Muffin on an early television (TV: The Idiot's Lantern [+]Mark Gatiss, Doctor Who series 2 (BBC One, 2006).)

You may wish to consult Muffin the Mule (disambiguation) for other, similarly-named pages.

Muffin the Mule was one of the earliest BBC television shows. Presented by Annette Mills, it ran on weekday afternoons from 1946 until 1955, as part of BBC Television's For the Children and Watch With Mother strands. (PROSE: The Time Traveller's Almanac [+]Steve Tribe, BBC Books (2008).) The series starred the titular character and had a theme song.

It was broadcast in 1953, near the time of Elizabeth II's coronation. It involved Mills speaking and singing to a puppet mule. (TV: The Idiot's Lantern [+]Mark Gatiss, Doctor Who series 2 (BBC One, 2006).)

A bored Ace turned on the television in Mrs Smith's boarding house in 1963 and found Muffin on. She didn't know what it was and was unimpressed ("a woman with a posh accent thick enough to insulate cavity walls who played a piano while a wooden donkey jerked up and down"). (PROSE: Remembrance of the Daleks [+]Ben Aaronovitch, adapted from Remembrance of the Daleks (Ben Aaronovitch), Target novelisations (Target Books, 1990).)
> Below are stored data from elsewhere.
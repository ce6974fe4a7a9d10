//! Inclusive calendar-day ranges.

use std::fmt;

use chrono::{DateTime, Days, NaiveDate, NaiveTime, Utc};
use serde::{Deserialize, Serialize};

use crate::error::RangeError;

/// An inclusive range of calendar days, `start..=end`.
///
/// Construction is the only place a malformed range can appear, so every
/// engine call receives a range that is already known to be valid.
#[derive(Debug, Clone, Copy, PartialEq, Eq, Hash, Serialize, Deserialize)]
pub struct DateRange {
    start: NaiveDate,
    end: NaiveDate,
}

impl DateRange {
    /// Build a range, failing fast when `end` precedes `start`.
    pub fn new(start: NaiveDate, end: NaiveDate) -> Result<Self, RangeError> {
        if end < start {
            return Err(RangeError::EndBeforeStart { start, end });
        }
        Ok(Self { start, end })
    }

    /// A one-day range.
    pub fn single(day: NaiveDate) -> Self {
        Self {
            start: day,
            end: day,
        }
    }

    /// The `days`-long window ending on (and including) `end`.
    pub fn last_days(end: NaiveDate, days: u32) -> Result<Self, RangeError> {
        if days == 0 {
            return Err(RangeError::EmptyWindow);
        }
        let start = end
            .checked_sub_days(Days::new(u64::from(days) - 1))
            .unwrap_or(NaiveDate::MIN);
        Self::new(start, end)
    }

    pub fn start(&self) -> NaiveDate {
        self.start
    }

    pub fn end(&self) -> NaiveDate {
        self.end
    }

    /// Number of days covered, always at least 1.
    pub fn days(&self) -> u32 {
        let span = (self.end - self.start).num_days() + 1;
        u32::try_from(span).unwrap_or(u32::MAX)
    }

    /// The equal-length window immediately before this one.
    pub fn preceding(&self) -> Self {
        let len = u64::from(self.days());
        let end = self
            .start
            .checked_sub_days(Days::new(1))
            .unwrap_or(NaiveDate::MIN);
        let start = self
            .start
            .checked_sub_days(Days::new(len))
            .unwrap_or(NaiveDate::MIN);
        Self { start, end }
    }

    pub fn contains_day(&self, day: NaiveDate) -> bool {
        self.start <= day && day <= self.end
    }

    /// Whether a UTC timestamp falls on one of the covered days.
    pub fn contains(&self, ts: &DateTime<Utc>) -> bool {
        self.contains_day(ts.date_naive())
    }

    /// Midnight UTC at the start of the range.
    pub fn start_instant(&self) -> DateTime<Utc> {
        self.start.and_time(NaiveTime::MIN).and_utc()
    }

    /// Iterate over every covered day in order.
    pub fn iter_days(&self) -> impl Iterator<Item = NaiveDate> + '_ {
        self.start.iter_days().take_while(move |d| *d <= self.end)
    }
}

impl fmt::Display for DateRange {
    fn fmt(&self, f: &mut fmt::Formatter<'_>) -> fmt::Result {
        write!(f, "{}..={}", self.start, self.end)
    }
}

#[cfg(test)]
mod tests {
    use super::*;

    fn day(y: i32, m: u32, d: u32) -> NaiveDate {
        NaiveDate::from_ymd_opt(y, m, d).unwrap()
    }

    #[test]
    fn test_new_rejects_reversed_range() {
        let err = DateRange::new(day(2024, 5, 10), day(2024, 5, 9)).unwrap_err();
        assert_eq!(
            err,
            RangeError::EndBeforeStart {
                start: day(2024, 5, 10),
                end: day(2024, 5, 9)
            }
        );
    }

    #[test]
    fn test_single_day_has_length_one() {
        let r = DateRange::single(day(2024, 5, 10));
        assert_eq!(r.days(), 1);
        assert_eq!(r.start(), r.end());
    }

    #[test]
    fn test_last_days_is_inclusive() {
        let r = DateRange::last_days(day(2024, 5, 10), 7).unwrap();
        assert_eq!(r.start(), day(2024, 5, 4));
        assert_eq!(r.end(), day(2024, 5, 10));
        assert_eq!(r.days(), 7);
        assert_eq!(r.iter_days().count(), 7);
    }

    #[test]
    fn test_last_days_zero_is_error() {
        assert_eq!(
            DateRange::last_days(day(2024, 5, 10), 0),
            Err(RangeError::EmptyWindow)
        );
    }

    #[test]
    fn test_preceding_window_is_adjacent_and_equal_length() {
        let r = DateRange::last_days(day(2024, 3, 2), 7).unwrap();
        let prev = r.preceding();
        assert_eq!(prev.days(), 7);
        assert_eq!(prev.end(), day(2024, 2, 24));
        assert_eq!(prev.start(), day(2024, 2, 18));
    }

    #[test]
    fn test_contains_timestamp() {
        let r = DateRange::last_days(day(2024, 5, 10), 2).unwrap();
        let inside = day(2024, 5, 9).and_hms_opt(23, 59, 0).unwrap().and_utc();
        let outside = day(2024, 5, 11).and_hms_opt(0, 0, 0).unwrap().and_utc();
        assert!(r.contains(&inside));
        assert!(!r.contains(&outside));
    }
}
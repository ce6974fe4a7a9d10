pub mod catalog;
pub mod series;
pub mod server;
pub mod snapshot;
pub mod summary;

use std::path::PathBuf;
use std::sync::Arc;
use std::time::Duration;

use anyhow::Context;
use chrono::{NaiveDate, Utc};
use vitalsync_core::{
    EngineConfig, HttpCloudSource, MetricAggregationEngine, MetricCatalog, SimulatedCloudSource,
    SimulatedNativeSource, SourceKind,
};

/// Everything needed to assemble an engine from the command line.
#[derive(Debug, Clone)]
pub struct EngineOptions {
    pub config_path: Option<PathBuf>,
    pub native_latency_ms: u64,
    pub native_failure_rate: f64,
    pub native_missing: Vec<String>,
    pub offline_cloud: bool,
    pub cloud_url: Option<String>,
    pub cloud_token: Option<String>,
    pub seed: u64,
}

impl Default for EngineOptions {
    fn default() -> Self {
        Self {
            config_path: None,
            native_latency_ms: 0,
            native_failure_rate: 0.0,
            native_missing: Vec::new(),
            offline_cloud: false,
            cloud_url: None,
            cloud_token: None,
            seed: 42,
        }
    }
}

/// Load the engine config, falling back to defaults when no path is given.
pub fn load_config(opts: &EngineOptions) -> anyhow::Result<EngineConfig> {
    match &opts.config_path {
        Some(path) => EngineConfig::from_path(path)
            .with_context(|| format!("loading config from {}", path.display())),
        None => Ok(EngineConfig::default()),
    }
}

/// Build an engine over the simulated native store.
///
/// The cloud side is a real HTTP client when `--cloud-url` is given, the
/// simulated cloud otherwise.
pub fn make_engine(opts: &EngineOptions) -> anyhow::Result<MetricAggregationEngine> {
    if !(0.0..=1.0).contains(&opts.native_failure_rate) {
        anyhow::bail!(
            "--native-failure-rate must be within 0.0..=1.0, got {}",
            opts.native_failure_rate
        );
    }
    let config = load_config(opts)?;
    let catalog = Arc::new(MetricCatalog::builtin());

    let native = SimulatedNativeSource::new(catalog.clone(), opts.seed)
        .with_latency(Duration::from_millis(opts.native_latency_ms))
        .with_failure_rate(opts.native_failure_rate)
        .with_missing(opts.native_missing.iter().cloned());

    let engine = MetricAggregationEngine::new(catalog.clone(), Arc::new(native), config);
    let engine = match &opts.cloud_url {
        Some(url) => {
            let cloud = HttpCloudSource::new(url.as_str(), opts.cloud_token.clone())
                .context("building cloud history client")?;
            engine.with_cloud(Arc::new(cloud))
        }
        None => engine.with_cloud(Arc::new(
            SimulatedCloudSource::new(catalog, opts.seed).offline(opts.offline_cloud),
        )),
    };
    Ok(engine)
}

/// Runtime for one-shot commands.
pub fn runtime() -> anyhow::Result<tokio::runtime::Runtime> {
    tokio::runtime::Builder::new_multi_thread()
        .enable_all()
        .build()
        .context("starting async runtime")
}

pub fn today() -> NaiveDate {
    Utc::now().date_naive()
}

/// Render a value with a precision suited to its magnitude.
pub fn format_value(value: f64) -> String {
    let abs = value.abs();
    if abs >= 1000.0 {
        format!("{value:.0}")
    } else if abs >= 10.0 {
        format!("{value:.1}")
    } else {
        format!("{value:.2}")
    }
}

/// Short provenance tag for table output.
pub fn source_tag(source: Option<SourceKind>) -> &'static str {
    match source {
        Some(SourceKind::Native) => "device",
        Some(SourceKind::Cloud) => "cloud",
        None => "-",
    }
}

#[cfg(test)]
mod tests {
    use super::*;
    use std::io::Write;

    // -----------------------------------------------------------------------
    // make_engine tests
    // -----------------------------------------------------------------------

    #[test]
    fn test_make_engine_defaults() {
        let engine = make_engine(&EngineOptions::default()).unwrap();
        assert!(engine.has_cloud());
        assert_eq!(engine.config(), &EngineConfig::default());
        assert!(engine.catalog().len() >= 100);
    }

    #[test]
    fn test_make_engine_rejects_bad_failure_rate() {
        let opts = EngineOptions {
            native_failure_rate: 1.5,
            ..EngineOptions::default()
        };
        assert!(make_engine(&opts).is_err());
    }

    #[test]
    fn test_make_engine_with_http_cloud() {
        let opts = EngineOptions {
            cloud_url: Some("http://127.0.0.1:9".into()),
            cloud_token: Some("t".into()),
            ..EngineOptions::default()
        };
        assert!(make_engine(&opts).unwrap().has_cloud());
    }

    #[test]
    fn test_make_engine_reads_config_file() {
        let mut file = tempfile::NamedTempFile::new().unwrap();
        write!(file, r#"{{"native_timeout_ms": 250, "trend": "off"}}"#).unwrap();
        let opts = EngineOptions {
            config_path: Some(file.path().to_path_buf()),
            ..EngineOptions::default()
        };
        let engine = make_engine(&opts).unwrap();
        assert_eq!(engine.config().native_timeout_ms, 250);
        assert_eq!(engine.config().cloud_timeout_ms, 15_000);
    }

    #[test]
    fn test_make_engine_missing_config_is_error() {
        let opts = EngineOptions {
            config_path: Some(PathBuf::from("/definitely/not/here.json")),
            ..EngineOptions::default()
        };
        let Err(err) = make_engine(&opts) else {
            panic!("expected make_engine to fail");
        };
        assert!(err.to_string().contains("/definitely/not/here.json"));
    }

    #[test]
    fn test_make_engine_invalid_config_is_error() {
        let mut file = tempfile::NamedTempFile::new().unwrap();
        write!(file, r#"{{"max_concurrent_reads": 0}}"#).unwrap();
        let opts = EngineOptions {
            config_path: Some(file.path().to_path_buf()),
            ..EngineOptions::default()
        };
        assert!(make_engine(&opts).is_err());
    }

    // -----------------------------------------------------------------------
    // Formatting
    // -----------------------------------------------------------------------

    #[test]
    fn test_format_value_precision() {
        assert_eq!(format_value(12345.6), "12346");
        assert_eq!(format_value(72.34), "72.3");
        assert_eq!(format_value(0.5), "0.50");
        assert_eq!(format_value(0.0), "0.00");
    }

    #[test]
    fn test_source_tag() {
        assert_eq!(source_tag(Some(SourceKind::Native)), "device");
        assert_eq!(source_tag(Some(SourceKind::Cloud)), "cloud");
        assert_eq!(source_tag(None), "-");
    }
}
//! Concrete source implementations.

pub mod http;
pub mod simulated;

pub use http::HttpCloudSource;
pub use simulated::{SimulatedCloudSource, SimulatedNativeSource};
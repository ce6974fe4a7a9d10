//! Source collaborators and the data they produce.
//!
//! Every backing store implements one of two async traits:
//! [`NativeHealthSource`] for the on-device store and [`CloudHistorySource`]
//! for the network history service. The engine only ever talks to them
//! through these traits.

use std::collections::BTreeMap;
use std::fmt;

use async_trait::async_trait;
use chrono::{DateTime, NaiveDate, Utc};
use serde::{Deserialize, Serialize};

use crate::error::SourceError;
use crate::range::DateRange;

/// One reading. Produced per read and never mutated afterwards.
#[derive(Debug, Clone, PartialEq, Serialize, Deserialize)]
pub struct DataPoint {
    pub timestamp: DateTime<Utc>,
    pub value: f64,
    #[serde(default, skip_serializing_if = "Option::is_none")]
    pub min: Option<f64>,
    #[serde(default, skip_serializing_if = "Option::is_none")]
    pub max: Option<f64>,
    /// Named sub-values, e.g. systolic/diastolic or sleep stages.
    #[serde(default, skip_serializing_if = "Option::is_none")]
    pub components: Option<BTreeMap<String, f64>>,
}

impl DataPoint {
    pub fn new(timestamp: DateTime<Utc>, value: f64) -> Self {
        Self {
            timestamp,
            value,
            min: None,
            max: None,
            components: None,
        }
    }

    pub fn with_bounds(mut self, min: f64, max: f64) -> Self {
        self.min = Some(min);
        self.max = Some(max);
        self
    }

    pub fn with_component(mut self, name: impl Into<String>, value: f64) -> Self {
        self.components
            .get_or_insert_with(BTreeMap::new)
            .insert(name.into(), value);
        self
    }
}

/// Which collaborator answered a read.
#[derive(Debug, Clone, Copy, PartialEq, Eq, Hash, Serialize, Deserialize)]
#[serde(rename_all = "snake_case")]
pub enum SourceKind {
    Native,
    Cloud,
}

impl fmt::Display for SourceKind {
    fn fmt(&self, f: &mut fmt::Formatter<'_>) -> fmt::Result {
        match self {
            Self::Native => write!(f, "native"),
            Self::Cloud => write!(f, "cloud"),
        }
    }
}

/// The on-device health store.
///
/// Calls may be slow and are not guaranteed to be cancellable; the engine
/// always wraps them in a timeout guard.
#[async_trait]
pub trait NativeHealthSource: Send + Sync {
    /// Today's-style scalar for one metric on one day. `Ok(None)` = no data.
    async fn read_scalar(&self, metric_id: &str, date: NaiveDate)
    -> Result<Option<f64>, SourceError>;

    /// All readings for one metric within `range`.
    async fn read_range(
        &self,
        metric_id: &str,
        range: DateRange,
    ) -> Result<Vec<DataPoint>, SourceError>;
}

/// The authenticated cloud history service. Only consulted for metrics the
/// catalog marks as cloud-eligible.
#[async_trait]
pub trait CloudHistorySource: Send + Sync {
    async fn fetch_series(
        &self,
        metric_id: &str,
        range: DateRange,
    ) -> Result<Vec<DataPoint>, SourceError>;
}
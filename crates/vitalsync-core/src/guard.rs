//! Bounded-wait reads against the native store.
//!
//! Each native call runs on its own task and races a timer. The winner is
//! decided by a [`Settle`] slot: whoever resolves it first delivers the
//! result, every later resolution is a no-op. The native call is never
//! cancelled (platform APIs may not support it); when it finishes after the
//! timer its output is dropped and counted, never handed to anyone.

use std::future::Future;
use std::panic::AssertUnwindSafe;
use std::sync::atomic::{AtomicU64, Ordering};
use std::sync::{Arc, Mutex};
use std::time::Duration;

use chrono::NaiveDate;
use futures::FutureExt;
use log::{debug, warn};
use serde::Serialize;
use tokio::sync::{Semaphore, oneshot};
use tokio::time::Instant;

use crate::config::{DEFAULT_MAX_CONCURRENT_READS, DEFAULT_NATIVE_TIMEOUT_MS};
use crate::error::SourceError;
use crate::range::DateRange;
use crate::source::{DataPoint, NativeHealthSource};

/// Single-assignment result slot. The first `resolve` wins.
pub struct Settle<T> {
    tx: Mutex<Option<oneshot::Sender<T>>>,
}

impl<T> Settle<T> {
    /// Create a slot and the receiver that observes its one value.
    pub fn new() -> (Arc<Self>, oneshot::Receiver<T>) {
        let (tx, rx) = oneshot::channel();
        let slot = Arc::new(Self {
            tx: Mutex::new(Some(tx)),
        });
        (slot, rx)
    }

    /// Claim the slot with `value`. Returns `false` if it was already settled,
    /// in which case `value` is dropped.
    pub fn resolve(&self, value: T) -> bool {
        let sender = match self.tx.lock() {
            Ok(mut guard) => guard.take(),
            Err(poisoned) => poisoned.into_inner().take(),
        };
        match sender {
            Some(tx) => {
                // A dropped receiver means the caller went away; the slot is
                // still claimed.
                let _ = tx.send(value);
                true
            }
            None => false,
        }
    }

    pub fn is_settled(&self) -> bool {
        match self.tx.lock() {
            Ok(guard) => guard.is_none(),
            Err(poisoned) => poisoned.into_inner().is_none(),
        }
    }
}

/// Why a guarded read produced nothing.
#[derive(Debug, Clone, Copy, PartialEq, Eq, Serialize)]
#[serde(rename_all = "snake_case")]
pub enum UnavailableReason {
    /// The timer fired first.
    TimedOut,
    /// The source returned an error or panicked.
    Failed,
    /// The source answered with nothing usable.
    NoData,
}

/// Result of a guarded read. Never an error.
#[derive(Debug, Clone, PartialEq)]
pub enum GuardedRead<T> {
    Ready(T),
    Unavailable(UnavailableReason),
}

impl<T> GuardedRead<T> {
    pub fn is_unavailable(&self) -> bool {
        matches!(self, Self::Unavailable(_))
    }

    pub fn into_option(self) -> Option<T> {
        match self {
            Self::Ready(v) => Some(v),
            Self::Unavailable(_) => None,
        }
    }
}

/// Counters exposed for health reporting.
#[derive(Debug, Clone, Copy, Default, PartialEq, Eq, Serialize)]
pub struct GuardStats {
    pub reads: u64,
    pub timeouts: u64,
    pub failures: u64,
    pub late_discarded: u64,
}

#[derive(Default)]
struct GuardCounters {
    reads: AtomicU64,
    timeouts: AtomicU64,
    failures: AtomicU64,
    late_discarded: AtomicU64,
}

enum Outcome<T> {
    Value(T),
    Empty,
    Error(SourceError),
    Panicked,
    TimedOut,
}

/// Wraps a [`NativeHealthSource`] so that no read waits longer than the
/// configured timeout.
///
/// At most `max_in_flight` native calls run at once. A call holds its permit
/// until it really finishes, including after the caller has timed out, so a
/// hung store cannot accumulate abandoned calls.
#[derive(Clone)]
pub struct TimeoutGuardedReader {
    source: Arc<dyn NativeHealthSource>,
    timeout: Duration,
    permits: Arc<Semaphore>,
    max_in_flight: usize,
    counters: Arc<GuardCounters>,
}

impl TimeoutGuardedReader {
    pub fn new(source: Arc<dyn NativeHealthSource>, timeout: Duration) -> Self {
        Self {
            source,
            timeout,
            permits: Arc::new(Semaphore::new(DEFAULT_MAX_CONCURRENT_READS)),
            max_in_flight: DEFAULT_MAX_CONCURRENT_READS,
            counters: Arc::new(GuardCounters::default()),
        }
    }

    /// Cap concurrent native calls (at least one).
    pub fn with_max_in_flight(mut self, max_in_flight: usize) -> Self {
        let max_in_flight = max_in_flight.max(1);
        self.permits = Arc::new(Semaphore::new(max_in_flight));
        self.max_in_flight = max_in_flight;
        self
    }

    pub fn max_in_flight(&self) -> usize {
        self.max_in_flight
    }

    /// Native calls currently holding a permit, abandoned ones included.
    pub fn in_flight(&self) -> usize {
        self.max_in_flight - self.permits.available_permits()
    }

    /// Reader with the default 5 s bound.
    pub fn with_default_timeout(source: Arc<dyn NativeHealthSource>) -> Self {
        Self::new(source, Duration::from_millis(DEFAULT_NATIVE_TIMEOUT_MS))
    }

    pub fn timeout(&self) -> Duration {
        self.timeout
    }

    /// Scalar read for one metric and day.
    pub async fn read(&self, metric_id: &str, date: NaiveDate) -> GuardedRead<f64> {
        let source = Arc::clone(&self.source);
        let id = metric_id.to_owned();
        let call = async move { source.read_scalar(&id, date).await };
        match self.race(metric_id, call).await {
            GuardedRead::Ready(v) if !v.is_finite() => {
                debug!("{metric_id}: native returned non-finite value {v}, treating as no data");
                GuardedRead::Unavailable(UnavailableReason::NoData)
            }
            other => other,
        }
    }

    /// Range read for one metric. An empty answer counts as no data.
    pub async fn read_range(
        &self,
        metric_id: &str,
        range: DateRange,
    ) -> GuardedRead<Vec<DataPoint>> {
        let source = Arc::clone(&self.source);
        let id = metric_id.to_owned();
        let call = async move {
            source
                .read_range(&id, range)
                .await
                .map(|points| if points.is_empty() { None } else { Some(points) })
        };
        self.race(metric_id, call).await
    }

    pub fn stats(&self) -> GuardStats {
        GuardStats {
            reads: self.counters.reads.load(Ordering::Relaxed),
            timeouts: self.counters.timeouts.load(Ordering::Relaxed),
            failures: self.counters.failures.load(Ordering::Relaxed),
            late_discarded: self.counters.late_discarded.load(Ordering::Relaxed),
        }
    }

    async fn race<T, F>(&self, metric_id: &str, call: F) -> GuardedRead<T>
    where
        T: Send + 'static,
        F: Future<Output = Result<Option<T>, SourceError>> + Send + 'static,
    {
        self.counters.reads.fetch_add(1, Ordering::Relaxed);
        let deadline = Instant::now() + self.timeout;

        // Waiting for a free slot counts against the same budget.
        let permit = match tokio::time::timeout_at(
            deadline,
            Arc::clone(&self.permits).acquire_owned(),
        )
        .await
        {
            Ok(Ok(permit)) => Some(permit),
            Ok(Err(_)) => None,
            Err(_) => {
                debug!("{metric_id}: no native slot free before the deadline");
                None
            }
        };

        let outcome = match permit {
            None => Outcome::TimedOut,
            Some(permit) => {
                let (settle, mut rx) = Settle::new();

                let native_slot = Arc::clone(&settle);
                let counters = Arc::clone(&self.counters);
                let id = metric_id.to_owned();
                tokio::spawn(async move {
                    let outcome = match AssertUnwindSafe(call).catch_unwind().await {
                        Ok(Ok(Some(v))) => Outcome::Value(v),
                        Ok(Ok(None)) => Outcome::Empty,
                        Ok(Err(e)) => Outcome::Error(e),
                        Err(_) => Outcome::Panicked,
                    };
                    drop(permit);
                    if !native_slot.resolve(outcome) {
                        counters.late_discarded.fetch_add(1, Ordering::Relaxed);
                        debug!("{id}: native result arrived after timeout, discarded");
                    }
                });

                tokio::select! {
                    delivered = &mut rx => delivered.unwrap_or(Outcome::Panicked),
                    _ = tokio::time::sleep_until(deadline) => {
                        if settle.resolve(Outcome::TimedOut) {
                            Outcome::TimedOut
                        } else {
                            // Native settled in the same instant; its value is already queued.
                            rx.await.unwrap_or(Outcome::Panicked)
                        }
                    }
                }
            }
        };

        match outcome {
            Outcome::Value(v) => GuardedRead::Ready(v),
            Outcome::Empty => {
                debug!("{metric_id}: native store has no data");
                GuardedRead::Unavailable(UnavailableReason::NoData)
            }
            Outcome::Error(e) => {
                self.counters.failures.fetch_add(1, Ordering::Relaxed);
                debug!("{metric_id}: native read failed: {e}");
                GuardedRead::Unavailable(UnavailableReason::Failed)
            }
            Outcome::Panicked => {
                self.counters.failures.fetch_add(1, Ordering::Relaxed);
                warn!("{metric_id}: native read panicked");
                GuardedRead::Unavailable(UnavailableReason::Failed)
            }
            Outcome::TimedOut => {
                self.counters.timeouts.fetch_add(1, Ordering::Relaxed);
                warn!(
                    "{metric_id}: native read exceeded {}ms",
                    self.timeout.as_millis()
                );
                GuardedRead::Unavailable(UnavailableReason::TimedOut)
            }
        }
    }
}
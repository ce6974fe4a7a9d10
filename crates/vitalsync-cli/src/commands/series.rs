use chrono::NaiveDate;
use vitalsync_core::{DateRange, MetricSeries};

use super::{EngineOptions, format_value, make_engine, runtime, source_tag, today};

pub fn run(
    opts: &EngineOptions,
    metric: &str,
    days: u32,
    end: Option<NaiveDate>,
    json: bool,
) -> anyhow::Result<()> {
    let engine = make_engine(opts)?;
    let range = DateRange::last_days(end.unwrap_or_else(today), days)?;

    if engine.catalog().definition_of(metric).is_none() {
        log::warn!("'{metric}' is not in the catalog; see `vitalsync catalog`");
    }
    let series = runtime()?.block_on(engine.series(metric, range));

    if json {
        println!("{}", serde_json::to_string_pretty(&series)?);
    } else {
        let unit = engine
            .catalog()
            .definition_of(metric)
            .map(|d| d.unit)
            .unwrap_or("");
        print_series(&series, unit);
    }
    Ok(())
}

fn print_series(series: &MetricSeries, unit: &str) {
    println!(
        "{} over {} ({} days) from {}",
        series.metric_id,
        series.range,
        series.range.days(),
        source_tag(series.source)
    );
    if !series.has_data() {
        println!("  no data");
        return;
    }

    for point in &series.points {
        let bounds = match (point.min, point.max) {
            (Some(lo), Some(hi)) => format!("  [{} - {}]", format_value(lo), format_value(hi)),
            _ => String::new(),
        };
        println!(
            "  {}  {:>10} {unit}{bounds}",
            point.timestamp.format("%Y-%m-%d %H:%M"),
            format_value(point.value)
        );
    }

    let s = &series.stats;
    println!();
    println!("  total    {:>10} {unit}", format_value(s.total));
    println!("  average  {:>10} {unit}", format_value(s.average));
    println!("  min      {:>10} {unit}", format_value(s.min));
    println!("  max      {:>10} {unit}", format_value(s.max));
    println!("  trend    {:>+9.1}%", s.trend_percent);
}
The Twelfth Doctor compared Muffin the Mule not actually being inside one's television to a monster he encountered not literally being trapped within a cassette tape. (AUDIO: Dead Media [+]John Richards, Short Trips (Big Finish Productions, 2019).)

Behind the scenes[]

Main article: Muffin the Mule (series)
  • The skit The Pitch of Fear [+]Mark Gatiss and David Walliams, Doctor Who Night (1999). opens with Muffin trotting out of Mr Borusa's office, apparently upset the BBC has no more work for him.
  • The show ended in 1955 after Annette Mills' death and was then repeated briefly on ITV; it likely wouldn't have been on repeat in 1963 but served as a shorthand for old children's TV for the 1990 Remembrance readers.